Infatti, i nomi delle persone con problemi di protesti sono stati inseriti in appostite banche dati, nelle quali le finanziarie vanno a fare controlli quando una soggetto si rivolge a loro per un prestito.

Nel caso in cui il nome compaia in queste banche dati, la pratica di concessione del prestito viene subito bloccata. Le società finanziarie hanno quindi studiato delle tipologie di prestito destinate a questa categoria, formule che permettono alla società erogatrice di avere una garanzia che il prestito verrà pagato.

Aggiornamenti sui prestiti ai protestati e pignorati

Le tipologie di prestito richiedibili da un protestato o da un cattivo pagatore sono : la cessione del quinto dello stipendio, il prestito delega e il prestito cambializzato.

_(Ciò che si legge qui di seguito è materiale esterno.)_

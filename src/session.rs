//! Decode session lifecycle
//!
//! A [`Session`] ties one decoder process, its reassembler thread and one
//! texture together. The [`SessionManager`] lives on the GPU-owning thread,
//! owns the upload engine and the dispatcher queue, and is the only place
//! sessions are started and stopped.

use std::collections::HashMap;
use std::sync::Arc;
use std::time::Duration;

use bytes::Bytes;
use parking_lot::Mutex;

use crate::decoder::{
    ChannelWriter, DecoderCommand, ProcessChannel, ReassemblerConfig, ReassemblerHandle,
    ReassemblyReport,
};
use crate::dispatch::Dispatcher;
use crate::error::{StreamError, StreamResult};
use crate::settings::StreamSettings;
use crate::telemetry::{PipelineStats, StatsSnapshot};
use crate::video::{
    FrameLayout, PendingFrame, TextureBackend, TextureHandle, TextureId, TextureRegistry,
    UploadEngine,
};

/// Validated parameters for starting a session
#[derive(Debug, Clone, Default, PartialEq, Eq)]
pub struct StartParams {
    pub width: u32,
    pub height: u32,
    /// Codec configuration (e.g. parameter sets) written ahead of any fed data
    pub codec_config: Vec<Bytes>,
}

impl StartParams {
    pub fn new(width: u32, height: u32) -> Self {
        Self {
            width,
            height,
            codec_config: Vec::new(),
        }
    }

    pub fn with_codec_config(mut self, blob: impl Into<Bytes>) -> Self {
        self.codec_config.push(blob.into());
        self
    }
}

/// Start call as received from the remote call layer
#[derive(Debug, Clone, Default)]
pub struct StartRequest {
    pub width: Option<u32>,
    pub height: Option<u32>,
    pub codec_config: Vec<Bytes>,
}

impl StartRequest {
    pub fn validate(self) -> StreamResult<StartParams> {
        let (Some(width), Some(height)) = (self.width, self.height) else {
            return Err(StreamError::invalid_argument("Missing width or height parameter"));
        };
        Ok(StartParams {
            width,
            height,
            codec_config: self.codec_config,
        })
    }
}

/// Feed call as received from the remote call layer
#[derive(Debug, Clone, Default)]
pub struct FeedRequest {
    pub payload: Option<Bytes>,
}

impl FeedRequest {
    pub fn validate(self) -> StreamResult<Bytes> {
        self.payload
            .ok_or_else(|| StreamError::invalid_argument("Missing frame parameter"))
    }
}

/// Cloneable handle for writing compressed input into a session.
///
/// Feeding may block on pipe back-pressure, so it belongs on a thread
/// other than the one delivering frames.
#[derive(Clone)]
pub struct FeedHandle {
    id: TextureId,
    writer: Arc<Mutex<Option<ChannelWriter>>>,
    stats: Arc<PipelineStats>,
}

impl FeedHandle {
    /// Forward bytes to the decoder. Empty input is a successful no-op.
    pub fn feed(&self, bytes: &[u8]) -> StreamResult<()> {
        let mut guard = self.writer.lock();
        let writer = guard.as_mut().ok_or(StreamError::NotInitialized)?;
        if bytes.is_empty() {
            return Ok(());
        }

        if let Err(e) = writer.write(bytes) {
            tracing::warn!("Decoder input for {} failed, closing it: {}", self.id, e);
            guard.take();
            return Err(StreamError::Channel(e));
        }
        self.stats.record_fed(bytes.len());
        Ok(())
    }

    /// Signal end of compressed input; the decoder drains and exits
    pub fn close_input(&self) -> bool {
        let closed = self.writer.lock().take().is_some();
        if closed {
            tracing::debug!("Closed decoder input for {}", self.id);
        }
        closed
    }

    /// Close input unless a feed has held the writer for longer than `timeout`
    fn try_close_input(&self, timeout: Duration) -> bool {
        match self.writer.try_lock_for(timeout) {
            Some(mut guard) => {
                guard.take();
                true
            }
            None => false,
        }
    }

    pub fn is_open(&self) -> bool {
        self.writer.lock().is_some()
    }
}

/// One active decode: process, reassembler thread and bound texture
pub struct Session {
    handle: TextureHandle,
    channel: ProcessChannel,
    feeder: FeedHandle,
    reassembler: ReassemblerHandle,
    stats: Arc<PipelineStats>,
    shutdown_grace: Duration,
    stopped: bool,
}

impl Session {
    /// Spawn the decoder, start reassembly into `sink` and write the codec preamble.
    ///
    /// On any failure the decoder is terminated and nothing is left running.
    pub fn open<F>(
        handle: TextureHandle,
        command: &DecoderCommand,
        config: ReassemblerConfig,
        codec_config: &[Bytes],
        stats: Arc<PipelineStats>,
        shutdown_grace: Duration,
        sink: F,
    ) -> StreamResult<Self>
    where
        F: FnMut(PendingFrame) + Send + 'static,
    {
        let mut channel = ProcessChannel::open(command)?;
        let (Some(writer), Some(reader)) = (channel.take_writer(), channel.take_reader()) else {
            abandon(&mut channel);
            return Err(StreamError::SpawnFailed(std::io::Error::other(
                "decoder pipes already taken",
            )));
        };

        let reassembler = match ReassemblerHandle::spawn(reader, config, Arc::clone(&stats), sink) {
            Ok(r) => r,
            Err(e) => {
                abandon(&mut channel);
                return Err(StreamError::SpawnFailed(e));
            }
        };

        let feeder = FeedHandle {
            id: handle.id,
            writer: Arc::new(Mutex::new(Some(writer))),
            stats: Arc::clone(&stats),
        };

        let mut session = Self {
            handle,
            channel,
            feeder,
            reassembler,
            stats,
            shutdown_grace,
            stopped: false,
        };

        for blob in codec_config {
            if let Err(e) = session.feeder.feed(blob) {
                tracing::error!("Failed to write codec configuration: {}", e);
                session.stop();
                return Err(e);
            }
        }

        Ok(session)
    }

    pub fn handle(&self) -> &TextureHandle {
        &self.handle
    }

    pub fn feeder(&self) -> FeedHandle {
        self.feeder.clone()
    }

    pub fn feed(&self, bytes: &[u8]) -> StreamResult<()> {
        if self.stopped {
            return Err(StreamError::NotInitialized);
        }
        self.feeder.feed(bytes)
    }

    pub fn stats(&self) -> StatsSnapshot {
        self.stats.snapshot()
    }

    /// The reassembler has exited and every frame it cut has been posted
    pub fn is_finished(&self) -> bool {
        self.reassembler.is_finished()
    }

    /// Stop reading, close the decoder's pipes, join the thread and reap the
    /// process. Safe to call more than once.
    pub fn stop(&mut self) -> Option<ReassemblyReport> {
        if self.stopped {
            return None;
        }
        self.stopped = true;

        self.reassembler.cancel();
        let input_closed = self.feeder.try_close_input(self.shutdown_grace);
        let finished = self.reassembler.wait_finished(self.shutdown_grace);

        if !finished || !input_closed {
            tracing::warn!(
                "Decoder for {} did not shut down within {:?}, killing pid {}",
                self.handle.id,
                self.shutdown_grace,
                self.channel.id()
            );
            if let Err(e) = self.channel.kill() {
                tracing::warn!("Failed to kill decoder: {}", e);
            }
        }
        if !input_closed {
            // The blocked write fails now that the decoder is gone
            self.feeder.close_input();
        }

        let report = self.reassembler.join();

        match self.channel.wait() {
            Ok(status) => tracing::debug!("Decoder for {} exited: {}", self.handle.id, status),
            Err(e) => tracing::warn!("Failed to reap decoder for {}: {}", self.handle.id, e),
        }

        report
    }
}

impl Drop for Session {
    fn drop(&mut self) {
        self.stop();
    }
}

/// Kill and reap a decoder that never became a session
fn abandon(channel: &mut ProcessChannel) {
    let _ = channel.kill();
    let _ = channel.wait();
}

/// Outcome of stopping a session
#[derive(Debug, Clone, Copy)]
pub struct SessionSummary {
    pub handle: TextureHandle,
    /// `None` if the reassembler thread could not be joined
    pub report: Option<ReassemblyReport>,
    pub stats: StatsSnapshot,
}

/// Owner-thread entry point for starting, feeding and stopping sessions
pub struct SessionManager<B, R>
where
    B: TextureBackend + 'static,
    R: TextureRegistry + 'static,
{
    settings: StreamSettings,
    engine: UploadEngine<B, R>,
    dispatcher: Dispatcher<UploadEngine<B, R>>,
    sessions: HashMap<TextureId, Session>,
}

impl<B, R> SessionManager<B, R>
where
    B: TextureBackend + 'static,
    R: TextureRegistry + 'static,
{
    /// Create a manager bound to the calling (GPU-owning) thread
    pub fn new(mut settings: StreamSettings, backend: B, registry: R) -> Self {
        settings.clamp_chunk_size();
        Self {
            settings,
            engine: UploadEngine::new(backend, registry),
            dispatcher: Dispatcher::new(),
            sessions: HashMap::new(),
        }
    }

    /// Create the texture, launch the decoder and start frame delivery.
    ///
    /// Either the session is fully running or nothing is left behind.
    pub fn start(&mut self, params: StartParams) -> StreamResult<TextureHandle> {
        let layout = FrameLayout::new(params.width, params.height, self.settings.pixel_format)?;
        let stats = Arc::new(PipelineStats::new());
        let handle = self.engine.create_texture(layout, Arc::clone(&stats))?;
        let id = handle.id;

        let command = DecoderCommand::from_settings(&self.settings.decoder, &layout);
        let config = ReassemblerConfig::for_layout(
            &layout,
            self.settings.read_chunk_size,
            self.settings.backlog_policy,
        );

        let poster = self.dispatcher.poster();
        let sink_stats = Arc::clone(&stats);
        let sink = move |frame: PendingFrame| {
            let posted = poster.post(move |engine: &mut UploadEngine<B, R>| engine.deliver(id, frame));
            if !posted {
                sink_stats.record_dropped();
            }
        };

        let session = match Session::open(
            handle,
            &command,
            config,
            &params.codec_config,
            stats,
            self.settings.shutdown_grace(),
            sink,
        ) {
            Ok(session) => session,
            Err(e) => {
                tracing::error!("Failed to start session for {}: {}", id, e);
                self.dispatcher.run_pending(&mut self.engine);
                self.engine.release_texture(id);
                return Err(e);
            }
        };

        tracing::info!(
            "Started session {}: {}x{} ({} bytes/frame) via {}",
            id,
            layout.width,
            layout.height,
            layout.frame_size(),
            command
        );
        self.sessions.insert(id, session);
        Ok(handle)
    }

    /// Forward compressed bytes to a session's decoder
    pub fn feed(&self, id: TextureId, bytes: &[u8]) -> StreamResult<()> {
        self.session(id)?.feed(bytes)
    }

    /// Handle for feeding a session from another thread
    pub fn feeder(&self, id: TextureId) -> StreamResult<FeedHandle> {
        Ok(self.session(id)?.feeder())
    }

    /// Run queued frame deliveries; call from the owner thread's event loop
    pub fn pump(&mut self) -> usize {
        self.dispatcher.run_pending(&mut self.engine)
    }

    /// Like [`SessionManager::pump`], waiting up to `timeout` for work
    pub fn pump_timeout(&mut self, timeout: Duration) -> usize {
        self.dispatcher.run_with_timeout(&mut self.engine, timeout)
    }

    pub fn pending_tasks(&self) -> usize {
        self.dispatcher.pending()
    }

    /// Stop a session and release its texture.
    ///
    /// Frames already queued are delivered first. Returns `None` if the
    /// session does not exist (never started or already stopped).
    pub fn stop(&mut self, id: TextureId) -> Option<SessionSummary> {
        let mut session = self.sessions.remove(&id)?;
        let report = session.stop();
        let handle = *session.handle();
        let stats = Arc::clone(&session.stats);
        drop(session);

        // Thread is joined: nothing can post for this texture any more
        self.pump();
        self.engine.release_texture(id);

        let summary = SessionSummary {
            handle,
            report,
            stats: stats.snapshot(),
        };
        tracing::info!(
            "Stopped session {}: {} frames uploaded, {} partial, {} bytes fed",
            id,
            summary.stats.frames_uploaded,
            summary.stats.partial_frames,
            summary.stats.bytes_fed
        );
        Some(summary)
    }

    /// Stop every session
    pub fn stop_all(&mut self) -> Vec<SessionSummary> {
        let ids: Vec<TextureId> = self.sessions.keys().copied().collect();
        ids.into_iter().filter_map(|id| self.stop(id)).collect()
    }

    /// Whether the session's decoder output has ended
    pub fn is_finished(&self, id: TextureId) -> bool {
        self.sessions.get(&id).map_or(true, Session::is_finished)
    }

    pub fn stats(&self, id: TextureId) -> Option<StatsSnapshot> {
        self.sessions.get(&id).map(Session::stats)
    }

    pub fn session_count(&self) -> usize {
        self.sessions.len()
    }

    pub fn engine(&self) -> &UploadEngine<B, R> {
        &self.engine
    }

    pub fn settings(&self) -> &StreamSettings {
        &self.settings
    }

    fn session(&self, id: TextureId) -> StreamResult<&Session> {
        self.sessions.get(&id).ok_or(StreamError::NotInitialized)
    }
}

impl<B, R> Drop for SessionManager<B, R>
where
    B: TextureBackend + 'static,
    R: TextureRegistry + 'static,
{
    fn drop(&mut self) {
        self.stop_all();
    }
}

Nel caso della cessione del quinto dello stipendio per la finanziaria erogatrice il rischio che il cliente salti il pagamento delle rate è annullato completamente dal fatto che le stesse vengono trattenute direttamente dallo stipendio. Questo tipo di prestito protestati, può essere richiesto sia dai clienti protestati che dai cattivi pagatori.

Il prestito delega, invece, è una modalità di prestito molto simile alla cessione del quinto dello stipendio ma permette di arrivare ad avere un prestito con una rata pari sino al 40% dell’importo netto del proprio stipendio.

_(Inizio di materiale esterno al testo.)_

#[cfg(test)]
mod tests {
    use super::*;
    use std::io::Cursor;

    /// Reader that hands out a stream in fixed, uneven chunk sizes
    struct ChunkedReader {
        data: Vec<u8>,
        pos: usize,
        sizes: Vec<usize>,
        turn: usize,
    }

    impl ChunkedReader {
        fn new(data: Vec<u8>, sizes: Vec<usize>) -> Self {
            Self { data, pos: 0, sizes, turn: 0 }
        }
    }

    impl Read for ChunkedReader {
        fn read(&mut self, buf: &mut [u8]) -> std::io::Result<usize> {
            let want = self.sizes[self.turn % self.sizes.len()];
            self.turn += 1;
            let n = want.min(buf.len()).min(self.data.len() - self.pos);
            buf[..n].copy_from_slice(&self.data[self.pos..self.pos + n]);
            self.pos += n;
            Ok(n)
        }
    }

    fn collect(source: impl Read, frame_size: usize, policy: BacklogPolicy) -> (Vec<PendingFrame>, ReassemblyReport) {
        let running = AtomicBool::new(true);
        let stats = PipelineStats::new();
        let mut frames = Vec::new();
        let config = ReassemblerConfig::new(frame_size, 4096, policy).unwrap();
        let report = run_reassembly(source, config, &running, &stats, |f| frames.push(f));
        (frames, report)
    }

    #[test]
    fn test_single_write_two_frames() {
        let data: Vec<u8> = (1..=16).collect();
        let (frames, report) = collect(Cursor::new(data), 8, BacklogPolicy::DrainAll);

        assert_eq!(frames.len(), 2);
        assert_eq!(&frames[0].data[..], &[1, 2, 3, 4, 5, 6, 7, 8]);
        assert_eq!(&frames[1].data[..], &[9, 10, 11, 12, 13, 14, 15, 16]);
        assert!(frames.iter().all(|f| f.complete));
        assert_eq!(report.reason, StopReason::StreamEnded);
        assert!(!report.flushed_partial);
    }

    #[test]
    fn test_partial_flush_at_end() {
        let (frames, report) = collect(Cursor::new(vec![1, 2, 3, 4, 5]), 8, BacklogPolicy::DrainAll);
        assert_eq!(frames.len(), 1);
        assert_eq!(&frames[0].data[..], &[1, 2, 3, 4, 5]);
        assert!(!frames[0].complete);
        assert!(report.flushed_partial);
        assert_eq!(report.frames, 0);
    }

    #[test]
    fn test_concatenation_preserves_stream_for_any_chunking() {
        let data: Vec<u8> = (0..1000u32).map(|i| (i * 7 % 251) as u8).collect();
        let chunkings = [vec![1], vec![3, 17, 5], vec![64], vec![999, 1], vec![12, 12, 13]];

        for sizes in chunkings {
            for policy in [BacklogPolicy::DrainAll, BacklogPolicy::OnePerRead] {
                let (frames, _) = collect(ChunkedReader::new(data.clone(), sizes.clone()), 12, policy);
                let joined: Vec<u8> = frames.iter().flat_map(|f| f.data.iter().copied()).collect();
                assert_eq!(joined, data, "chunking {:?} policy {:?}", sizes, policy);

                // Every frame but the last is complete and exactly frame-sized
                let (last, rest) = frames.split_last().unwrap();
                assert!(rest.iter().all(|f| f.complete && f.len() == 12));
                assert_eq!(last.len(), 1000 % 12);
                assert!(!last.complete);

                let indices: Vec<u64> = frames.iter().map(|f| f.index).collect();
                assert_eq!(indices, (0..frames.len() as u64).collect::<Vec<_>>());
            }
        }
    }

    #[test]
    fn test_same_stream_same_frames() {
        let data: Vec<u8> = (0..=255).collect();
        let (a, _) = collect(ChunkedReader::new(data.clone(), vec![7, 30]), 16, BacklogPolicy::DrainAll);
        let (b, _) = collect(ChunkedReader::new(data, vec![7, 30]), 16, BacklogPolicy::DrainAll);
        assert_eq!(a, b);
    }

    #[test]
    fn test_one_per_read_carries_backlog() {
        let mut reassembler = FrameReassembler::new(4).unwrap();
        reassembler.push(&[0; 12]);
        assert_eq!(reassembler.take_frames(BacklogPolicy::OnePerRead).len(), 1);
        assert_eq!(reassembler.buffered(), 8);
        reassembler.push(&[1; 2]);
        assert_eq!(reassembler.take_frames(BacklogPolicy::OnePerRead).len(), 1);
        assert_eq!(reassembler.buffered(), 6);

        // End of stream drains the backlog before the partial flush
        let tail = reassembler.finish();
        assert_eq!(tail.len(), 2);
        assert!(tail[0].complete);
        assert_eq!(tail[1].len(), 2);
        assert!(!tail[1].complete);
    }

    #[test]
    fn test_drain_all_keeps_buffer_below_frame_size() {
        let mut reassembler = FrameReassembler::new(4).unwrap();
        reassembler.push(&[0; 11]);
        assert_eq!(reassembler.take_frames(BacklogPolicy::DrainAll).len(), 2);
        assert!(reassembler.buffered() < reassembler.frame_size());
    }

    #[test]
    fn test_zero_frame_size_is_rejected() {
        assert!(matches!(FrameReassembler::new(0), Err(StreamError::InvalidArgument(_))));
        let err = ReassemblerConfig::new(0, 4096, BacklogPolicy::DrainAll).unwrap_err();
        assert_eq!(err.code(), "INVALID_ARGUMENT");

        let config = ReassemblerConfig::new(8, 0, BacklogPolicy::OnePerRead).unwrap();
        assert_eq!(config.chunk_size(), 1);
    }

    #[test]
    fn test_layout_config_uses_frame_size() {
        let layout = FrameLayout::new(2, 3, crate::video::PixelFormat::Bgra8).unwrap();
        let config = ReassemblerConfig::for_layout(&layout, 4096, BacklogPolicy::DrainAll);
        assert_eq!(config.frame_size(), 24);
        assert_eq!(config.policy(), BacklogPolicy::DrainAll);
    }

    #[test]
    fn test_cleared_flag_skips_reads() {
        let running = AtomicBool::new(false);
        let stats = PipelineStats::new();
        let config = ReassemblerConfig::new(4, 16, BacklogPolicy::DrainAll).unwrap();
        let mut count = 0;
        let report = run_reassembly(Cursor::new(vec![0u8; 8]), config, &running, &stats, |_| count += 1);
        assert_eq!(report.reason, StopReason::Cancelled);
        assert_eq!(report.bytes_read, 0);
        assert_eq!(count, 0);
    }

    #[test]
    fn test_read_error_stops_loop_and_flushes() {
        struct FailAfter(Option<Vec<u8>>);
        impl Read for FailAfter {
            fn read(&mut self, buf: &mut [u8]) -> std::io::Result<usize> {
                match self.0.take() {
                    Some(data) => {
                        buf[..data.len()].copy_from_slice(&data);
                        Ok(data.len())
                    }
                    None => Err(std::io::Error::new(ErrorKind::BrokenPipe, "gone")),
                }
            }
        }

        let (frames, report) = collect(FailAfter(Some(vec![9; 6])), 4, BacklogPolicy::DrainAll);
        assert_eq!(report.reason, StopReason::ReadFailed);
        assert_eq!(frames.len(), 2);
        assert!(frames[0].complete);
        assert!(!frames[1].complete);
    }

    #[test]
    fn test_spawned_thread_reports() {
        let stats = Arc::new(PipelineStats::new());
        let (tx, rx) = crossbeam_channel::unbounded();
        let config = ReassemblerConfig::new(8, 4096, BacklogPolicy::DrainAll).unwrap();
        let mut handle = ReassemblerHandle::spawn(
            Cursor::new((1..=20).collect::<Vec<u8>>()),
            config,
            Arc::clone(&stats),
            move |frame| tx.send(frame).unwrap(),
        )
        .unwrap();

        assert!(handle.wait_finished(Duration::from_secs(5)));
        let report = handle.join().unwrap();
        assert_eq!(report.frames, 2);
        assert!(report.flushed_partial);
        assert!(handle.join().is_none());

        let frames: Vec<PendingFrame> = rx.try_iter().collect();
        assert_eq!(frames.len(), 3);
        assert_eq!(stats.snapshot().bytes_decoded, 20);
        assert_eq!(stats.snapshot().frames_emitted, 2);
        assert_eq!(stats.snapshot().partial_frames, 1);
    }
}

Permette di richiedere anche prestiti di cifre importanti. Inoltre questa tipologia di prestito è più facile ottenerla se dipendenti statali, infatti non tutte le aziende private lo prevedono.

In ultimo, il prestito cambializzato permette la restituzione della rata attraverso il pagamento di una cambiale. Nel caso dei clienti protestati come garanzia viene richiesto il TFR o la firma di una terza persona che garantisca il corretto pagamento delle rate.